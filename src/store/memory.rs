//! In-memory store for synthetic codebases and tests.

use super::{FileFilter, FileStore, Snapshot, StoreError};
use crate::error::{LoreError, Result};
use crate::models::SourceFile;
use crate::utils::normalize_path;

#[derive(Debug, Clone)]
pub struct MemoryStore {
    snapshot: Snapshot,
}

impl MemoryStore {
    /// Build a store from (path, content) pairs, applying `filter`.
    pub fn new<P, C>(
        location: &str,
        files: impl IntoIterator<Item = (P, C)>,
        filter: &FileFilter,
    ) -> Result<Self>
    where
        P: Into<String>,
        C: Into<String>,
    {
        let entries: Vec<(String, String)> = files
            .into_iter()
            .map(|(p, c)| (normalize_path(&p.into()), c.into()))
            .filter(|(path, content)| {
                filter.admits_path(path) && filter.admits_size(content.len() as u64)
            })
            .collect();

        if entries.is_empty() {
            return Err(LoreError::SourceUnavailable(format!(
                "no source files in {location}"
            )));
        }

        Ok(Self {
            snapshot: Snapshot::new(location, entries),
        })
    }

    /// The small three-file application used by `lore build --example`.
    pub fn example() -> Self {
        let files = [
            ("data_processor.py", EXAMPLE_DATA_PROCESSOR),
            ("visualization.py", EXAMPLE_VISUALIZATION),
            ("main_app.py", EXAMPLE_MAIN_APP),
        ];
        let entries = files
            .iter()
            .map(|(p, c)| (p.to_string(), c.to_string()))
            .collect();
        Self {
            snapshot: Snapshot::new("built-in example", entries),
        }
    }
}

impl FileStore for MemoryStore {
    fn location(&self) -> &str {
        self.snapshot.location()
    }

    fn list(&self) -> &[SourceFile] {
        self.snapshot.files()
    }

    fn read(&self, path: &str) -> std::result::Result<&str, StoreError> {
        self.snapshot.read(path)
    }
}

const EXAMPLE_DATA_PROCESSOR: &str = r#"class DataLoader:
    def __init__(self, filename):
        self.filename = filename

    def load_data(self):
        with open(self.filename, 'r') as f:
            return f.read()


class DataProcessor:
    def __init__(self, data):
        self.data = data

    def process(self):
        return self.data.upper()
"#;

const EXAMPLE_VISUALIZATION: &str = r#"class Visualizer:
    def __init__(self, data):
        self.data = data

    def create_chart(self, chart_type):
        print(f"Creating {chart_type} chart with {self.data[:10]}...")
"#;

const EXAMPLE_MAIN_APP: &str = r#"from data_processor import DataLoader, DataProcessor
from visualization import Visualizer


class Application:
    def __init__(self, config):
        self.config = config

    def run(self):
        loader = DataLoader(self.config['input_file'])
        data = loader.load_data()

        processor = DataProcessor(data)
        processed_data = processor.process()

        visualizer = Visualizer(processed_data)
        visualizer.create_chart(self.config['chart_type'])


if __name__ == "__main__":
    app = Application({'input_file': 'data.txt', 'chart_type': 'bar'})
    app.run()
"#;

* Description of the task *
Please repeat the entries above exactly as they read.

* Result *
filename src/store/memory.rs
//! In-memory store for synthetic codebases and tests.

use super::{FileFilter, FileStore, Snapshot, StoreError};
use crate::error::{LoreError, Result};
use crate::models::SourceFile;
use crate::utils::normalize_path;

#[derive(Debug, Clone)]
pub struct MemoryStore {
    snapshot: Snapshot,
}

impl MemoryStore {
    /// Build a store from (path, content) pairs, applying `filter`.
    pub fn new<P, C>(
        location: &str,
        files: impl IntoIterator<Item = (P, C)>,
        filter: &FileFilter,
    ) -> Result<Self>
    where
        P: Into<String>,
        C: Into<String>,
    {
        let entries: Vec<(String, String)> = files
            .into_iter()
            .map(|(p, c)| (normalize_path(&p.into()), c.into()))
            .filter(|(path, content)| {
                filter.admits_path(path) && filter.admits_size(content.len() as u64)
            })
            .collect();

        if entries.is_empty() {
            return Err(LoreError::SourceUnavailable(format!(
                "no source files in {location}"
            )));
        }

        Ok(Self {
            snapshot: Snapshot::new(location, entries),
        })
    }

    /// The small three-file application used by `lore build --example`.
    pub fn example() -> Self {
        let files = [
            ("data_processor.py", EXAMPLE_DATA_PROCESSOR),
            ("visualization.py", EXAMPLE_VISUALIZATION),
            ("main_app.py", EXAMPLE_MAIN_APP),
        ];
        let entries = files
            .iter()
            .map(|(p, c)| (p.to_string(), c.to_string()))
            .collect();
        Self {
            snapshot: Snapshot::new("built-in example", entries),
        }
    }
}

impl FileStore for MemoryStore {
    fn location(&self) -> &str {
        self.snapshot.location()
    }

    fn list(&self) -> &[SourceFile] {
        self.snapshot.files()
    }

    fn read(&self, path: &str) -> std::result::Result<&str, StoreError> {
        self.snapshot.read(path)
    }
}

const EXAMPLE_DATA_PROCESSOR: &str = r#"class DataLoader:
    def __init__(self, filename):
        self.filename = filename

    def load_data(self):
        with open(self.filename, 'r') as f:
            return f.read()


class DataProcessor:
    def __init__(self, data):
        self.data = data

    def process(self):
        return self.data.upper()
"#;

const EXAMPLE_VISUALIZATION: &str = r#"class Visualizer:
    def __init__(self, data):
        self.data = data

    def create_chart(self, chart_type):
        print(f"Creating {chart_type} chart with {self.data[:10]}...")
"#;

const EXAMPLE_MAIN_APP: &str = r#"from data_processor import DataLoader, DataProcessor
from visualization import Visualizer


class Application:
    def __init__(self, config):
        self.config = config

    def run(self):
        loader = DataLoader(self.config['input_file'])
        data = loader.load_data()

        processor = DataProcessor(data)
        processed_data = processor.process()

        visualizer = Visualizer(processed_data)
        visualizer.create_chart(self.config['chart_type'])


if __name__ == "__main__":
    app = Application({'input_file': 'data.txt', 'chart_type': 'bar'})
    app.run()
"#;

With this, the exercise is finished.